DESCRIPTION OF THE TASK: Every line of the data below is to be retyped exactly.

Collected data entries:
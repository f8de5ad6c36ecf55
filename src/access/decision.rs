//! Access decision engine.
//!
//! One check answers: may this user, acting under this active role, perform
//! this (resource, action)? The answer depends only on role store state at
//! the moment of the check, so deactivating a role is picked up by the
//! caller's next request without any session bookkeeping.

use serde::Serialize;
use tracing::instrument;
use uuid::Uuid;

use crate::access::catalog::Permission;
use crate::access::store::{RoleStatus, RoleStore};
use crate::utils::errors::AppError;

/// Outcome of a single authorization check. Ephemeral: attached to request
/// extensions for downstream logging, never persisted.
#[derive(Debug, Clone, Copy, PartialEq, Eq, Serialize)]
#[serde(tag = "outcome", rename_all = "snake_case")]
pub enum AccessDecision {
    Allow,
    Deny { reason: DenyReason },
}

#[derive(Debug, Clone, Copy, PartialEq, Eq, Serialize)]
#[serde(rename_all = "snake_case")]
pub enum DenyReason {
    RoleInactive,
    PermissionMissing,
    RoleNotAssigned,
}

impl AccessDecision {
    pub fn deny(reason: DenyReason) -> Self {
        AccessDecision::Deny { reason }
    }

    pub fn is_allow(&self) -> bool {
        matches!(self, AccessDecision::Allow)
    }
}

impl DenyReason {
    pub fn as_str(&self) -> &'static str {
        match self {
            DenyReason::RoleInactive => "role_inactive",
            DenyReason::PermissionMissing => "permission_missing",
            DenyReason::RoleNotAssigned => "role_not_assigned",
        }
    }
}

/// Pure decision core over facts already read from the store.
/// `role_status` is `None` when the claimed role does not resolve.
///
/// The checks apply in a fixed order, so when several facts would each
/// deny, the earliest wins: assignment, then role status, then permission
/// membership. A role's authority is exactly its explicit permission set;
/// there is no hierarchy, wildcard, or admin bypass.
pub fn decide(
    assigned: bool,
    role_status: Option<RoleStatus>,
    permission_held: bool,
) -> AccessDecision {
    if !assigned {
        return AccessDecision::deny(DenyReason::RoleNotAssigned);
    }

    match role_status {
        // An assignment to a role the store no longer resolves is treated
        // exactly like a missing assignment, so the response reveals
        // nothing about whether the role exists.
        None => AccessDecision::deny(DenyReason::RoleNotAssigned),
        Some(status) if status != RoleStatus::Active => {
            AccessDecision::deny(DenyReason::RoleInactive)
        }
        Some(_) => {
            if permission_held {
                AccessDecision::Allow
            } else {
                AccessDecision::deny(DenyReason::PermissionMissing)
            }
        }
    }
}

/// Decides whether `user_id`, acting under `active_role_id`, may perform
/// `permission`, reading store state at the moment of the check.
#[instrument(skip(store))]
pub async fn authorize(
    store: &dyn RoleStore,
    user_id: Uuid,
    active_role_id: Uuid,
    permission: Permission,
) -> Result<AccessDecision, AppError> {
    let assigned = store.holds_assignment(user_id, active_role_id).await?;
    let role_status = store
        .get_role(active_role_id)
        .await?
        .map(|role| role.status);
    let permission_held = store.has_permission(active_role_id, permission).await?;

    Ok(decide(assigned, role_status, permission_held))
}
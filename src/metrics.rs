use axum::{
    Router,
    extract::{MatchedPath, Request},
    middleware::Next,
    response::Response,
    routing::get,
};
use metrics::{counter, gauge, histogram};
use metrics_exporter_prometheus::{Matcher, PrometheusBuilder, PrometheusHandle};
use std::sync::OnceLock;
use std::time::{Duration, Instant};

static OBSERVABILITY_ENABLED: OnceLock<bool> = OnceLock::new();

/// Check if observability is enabled via OBSERVABILITY_ENABLED env var
pub fn is_observability_enabled() -> bool {
    *OBSERVABILITY_ENABLED.get_or_init(|| {
        std::env::var("OBSERVABILITY_ENABLED")
            .map(|v| v.to_lowercase() != "false" && v != "0")
            .unwrap_or(true) // Enabled by default
    })
}

/// Initialize Prometheus metrics exporter with upkeep task
/// Returns None if observability is disabled
pub fn init_metrics() -> Option<PrometheusHandle> {
    if !is_observability_enabled() {
        return None;
    }

    let handle = PrometheusBuilder::new()
        .set_buckets_for_metric(
            Matcher::Full("http_request_duration_seconds".to_string()),
            &[
                0.001, 0.005, 0.01, 0.025, 0.05, 0.075, 0.1, 0.25, 0.5, 0.75, 1.0, 2.5, 5.0, 7.5,
                10.0,
            ],
        )
        .expect("Failed to set buckets")
        .install_recorder()
        .expect("Failed to install Prometheus recorder");

    // Spawn upkeep task to clean stale metrics
    let upkeep_handle = handle.clone();
    tokio::spawn(async move {
        loop {
            tokio::time::sleep(Duration::from_secs(5)).await;
            upkeep_handle.run_upkeep();
        }
    });

    Some(handle)
}

/// Metrics middleware to track HTTP requests
pub async fn metrics_middleware(req: Request, next: Next) -> Response {
    if !is_observability_enabled() {
        return next.run(req).await;
    }

    let start = Instant::now();
    let method = req.method().as_str().to_owned();
    let uri_path = req.uri().path().to_owned();

    let path = req
        .extensions()
        .get::<MatchedPath>()
        .map(|p| p.as_str().to_owned())
        .unwrap_or(uri_path);

    gauge!("http_requests_active").increment(1.0);

    let response = next.run(req).await;

    let latency = start.elapsed().as_secs_f64();
    let status = response.status().as_u16().to_string();

    counter!("http_requests_total", "method" => method.clone(), "path" => path.clone(), "status" => status).increment(1);
    histogram!("http_request_duration_seconds", "method" => method, "path" => path).record(latency);

    gauge!("http_requests_active").decrement(1.0);

    response
}

/// Router exposing the Prometheus scrape endpoint
pub fn metrics_app(handle: PrometheusHandle) -> Router {
    Router::new().route("/metrics", get(move || async move { handle.render() }))
}

// ============ Business metrics ============

/// Record one authorization decision, labelled by outcome and the
/// permission that was checked.
pub fn track_authorization_check(
    allowed: bool,
    reason: Option<&'static str>,
    resource: &'static str,
    action: &'static str,
) {
    if !is_observability_enabled() {
        return;
    }
    let status = if allowed { "allowed" } else { "denied" };
    counter!(
        "authorization_checks_total",
        "status" => status,
        "reason" => reason.unwrap_or("none"),
        "resource" => resource,
        "action" => action
    )
    .increment(1);
}

/// Record a check that never produced a decision: unmapped route, store
/// fault, or deadline overrun. These all deny, but they mean the gate
/// itself needs attention.
pub fn track_gate_failure(kind: &'static str) {
    if !is_observability_enabled() {
        return;
    }
    counter!("authorization_failures_total", "kind" => kind).increment(1);
}

/// Record a role-switch attempt.
pub fn track_role_switch(success: bool) {
    if !is_observability_enabled() {
        return;
    }
    let status = if success { "success" } else { "denied" };
    counter!("role_switches_total", "status" => status).increment(1);
}

/// Record a role created through the admin surface.
pub fn track_role_created() {
    if !is_observability_enabled() {
        return;
    }
    counter!("roles_created_total").increment(1);
}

ANSWER FOR THE TASK:
repository f8de5ad6c36ecf55
filename src/access/decision.rs
//! Access decision engine.
//!
//! One check answers: may this user, acting under this active role, perform
//! this (resource, action)? The answer depends only on role store state at
//! the moment of the check, so deactivating a role is picked up by the
//! caller's next request without any session bookkeeping.

use serde::Serialize;
use tracing::instrument;
use uuid::Uuid;

use crate::access::catalog::Permission;
use crate::access::store::{RoleStatus, RoleStore};
use crate::utils::errors::AppError;

/// Outcome of a single authorization check. Ephemeral: attached to request
/// extensions for downstream logging, never persisted.
#[derive(Debug, Clone, Copy, PartialEq, Eq, Serialize)]
#[serde(tag = "outcome", rename_all = "snake_case")]
pub enum AccessDecision {
    Allow,
    Deny { reason: DenyReason },
}

#[derive(Debug, Clone, Copy, PartialEq, Eq, Serialize)]
#[serde(rename_all = "snake_case")]
pub enum DenyReason {
    RoleInactive,
    PermissionMissing,
    RoleNotAssigned,
}

impl AccessDecision {
    pub fn deny(reason: DenyReason) -> Self {
        AccessDecision::Deny { reason }
    }

    pub fn is_allow(&self) -> bool {
        matches!(self, AccessDecision::Allow)
    }
}

impl DenyReason {
    pub fn as_str(&self) -> &'static str {
        match self {
            DenyReason::RoleInactive => "role_inactive",
            DenyReason::PermissionMissing => "permission_missing",
            DenyReason::RoleNotAssigned => "role_not_assigned",
        }
    }
}

/// Pure decision core over facts already read from the store.
/// `role_status` is `None` when the claimed role does not resolve.
///
/// The checks apply in a fixed order, so when several facts would each
/// deny, the earliest wins: assignment, then role status, then permission
/// membership. A role's authority is exactly its explicit permission set;
/// there is no hierarchy, wildcard, or admin bypass.
pub fn decide(
    assigned: bool,
    role_status: Option<RoleStatus>,
    permission_held: bool,
) -> AccessDecision {
    if !assigned {
        return AccessDecision::deny(DenyReason::RoleNotAssigned);
    }

    match role_status {
        // An assignment to a role the store no longer resolves is treated
        // exactly like a missing assignment, so the response reveals
        // nothing about whether the role exists.
        None => AccessDecision::deny(DenyReason::RoleNotAssigned),
        Some(status) if status != RoleStatus::Active => {
            AccessDecision::deny(DenyReason::RoleInactive)
        }
        Some(_) => {
            if permission_held {
                AccessDecision::Allow
            } else {
                AccessDecision::deny(DenyReason::PermissionMissing)
            }
        }
    }
}

/// Decides whether `user_id`, acting under `active_role_id`, may perform
/// `permission`, reading store state at the moment of the check.
#[instrument(skip(store))]
pub async fn authorize(
    store: &dyn RoleStore,
    user_id: Uuid,
    active_role_id: Uuid,
    permission: Permission,
) -> Result<AccessDecision, AppError> {
    let assigned = store.holds_assignment(user_id, active_role_id).await?;
    let role_status = store
        .get_role(active_role_id)
        .await?
        .map(|role| role.status);
    let permission_held = store.has_permission(active_role_id, permission).await?;

    Ok(decide(assigned, role_status, permission_held))
}
filename src/metrics.rs
use axum::{
    Router,
    extract::{MatchedPath, Request},
    middleware::Next,
    response::Response,
    routing::get,
};
use metrics::{counter, gauge, histogram};
use metrics_exporter_prometheus::{Matcher, PrometheusBuilder, PrometheusHandle};
use std::sync::OnceLock;
use std::time::{Duration, Instant};

static OBSERVABILITY_ENABLED: OnceLock<bool> = OnceLock::new();

/// Check if observability is enabled via OBSERVABILITY_ENABLED env var
pub fn is_observability_enabled() -> bool {
    *OBSERVABILITY_ENABLED.get_or_init(|| {
        std::env::var("OBSERVABILITY_ENABLED")
            .map(|v| v.to_lowercase() != "false" && v != "0")
            .unwrap_or(true) // Enabled by default
    })
}

/// Initialize Prometheus metrics exporter with upkeep task
/// Returns None if observability is disabled
pub fn init_metrics() -> Option<PrometheusHandle> {
    if !is_observability_enabled() {
        return None;
    }

    let handle = PrometheusBuilder::new()
        .set_buckets_for_metric(
            Matcher::Full("http_request_duration_seconds".to_string()),
            &[
                0.001, 0.005, 0.01, 0.025, 0.05, 0.075, 0.1, 0.25, 0.5, 0.75, 1.0, 2.5, 5.0, 7.5,
                10.0,
            ],
        )
        .expect("Failed to set buckets")
        .install_recorder()
        .expect("Failed to install Prometheus recorder");

    // Spawn upkeep task to clean stale metrics
    let upkeep_handle = handle.clone();
    tokio::spawn(async move {
        loop {
            tokio::time::sleep(Duration::from_secs(5)).await;
            upkeep_handle.run_upkeep();
        }
    });

    Some(handle)
}

/// Metrics middleware to track HTTP requests
pub async fn metrics_middleware(req: Request, next: Next) -> Response {
    if !is_observability_enabled() {
        return next.run(req).await;
    }

    let start = Instant::now();
    let method = req.method().as_str().to_owned();
    let uri_path = req.uri().path().to_owned();

    let path = req
        .extensions()
        .get::<MatchedPath>()
        .map(|p| p.as_str().to_owned())
        .unwrap_or(uri_path);

    gauge!("http_requests_active").increment(1.0);

    let response = next.run(req).await;

    let latency = start.elapsed().as_secs_f64();
    let status = response.status().as_u16().to_string();

    counter!("http_requests_total", "method" => method.clone(), "path" => path.clone(), "status" => status).increment(1);
    histogram!("http_request_duration_seconds", "method" => method, "path" => path).record(latency);

    gauge!("http_requests_active").decrement(1.0);

    response
}

/// Router exposing the Prometheus scrape endpoint
pub fn metrics_app(handle: PrometheusHandle) -> Router {
    Router::new().route("/metrics", get(move || async move { handle.render() }))
}

// ============ Business metrics ============

/// Record one authorization decision, labelled by outcome and the
/// permission that was checked.
pub fn track_authorization_check(
    allowed: bool,
    reason: Option<&'static str>,
    resource: &'static str,
    action: &'static str,
) {
    if !is_observability_enabled() {
        return;
    }
    let status = if allowed { "allowed" } else { "denied" };
    counter!(
        "authorization_checks_total",
        "status" => status,
        "reason" => reason.unwrap_or("none"),
        "resource" => resource,
        "action" => action
    )
    .increment(1);
}

/// Record a check that never produced a decision: unmapped route, store
/// fault, or deadline overrun. These all deny, but they mean the gate
/// itself needs attention.
pub fn track_gate_failure(kind: &'static str) {
    if !is_observability_enabled() {
        return;
    }
    counter!("authorization_failures_total", "kind" => kind).increment(1);
}

/// Record a role-switch attempt.
pub fn track_role_switch(success: bool) {
    if !is_observability_enabled() {
        return;
    }
    let status = if success { "success" } else { "denied" };
    counter!("role_switches_total", "status" => status).increment(1);
}

/// Record a role created through the admin surface.
pub fn track_role_created() {
    if !is_observability_enabled() {
        return;
    }
    counter!("roles_created_total").increment(1);
}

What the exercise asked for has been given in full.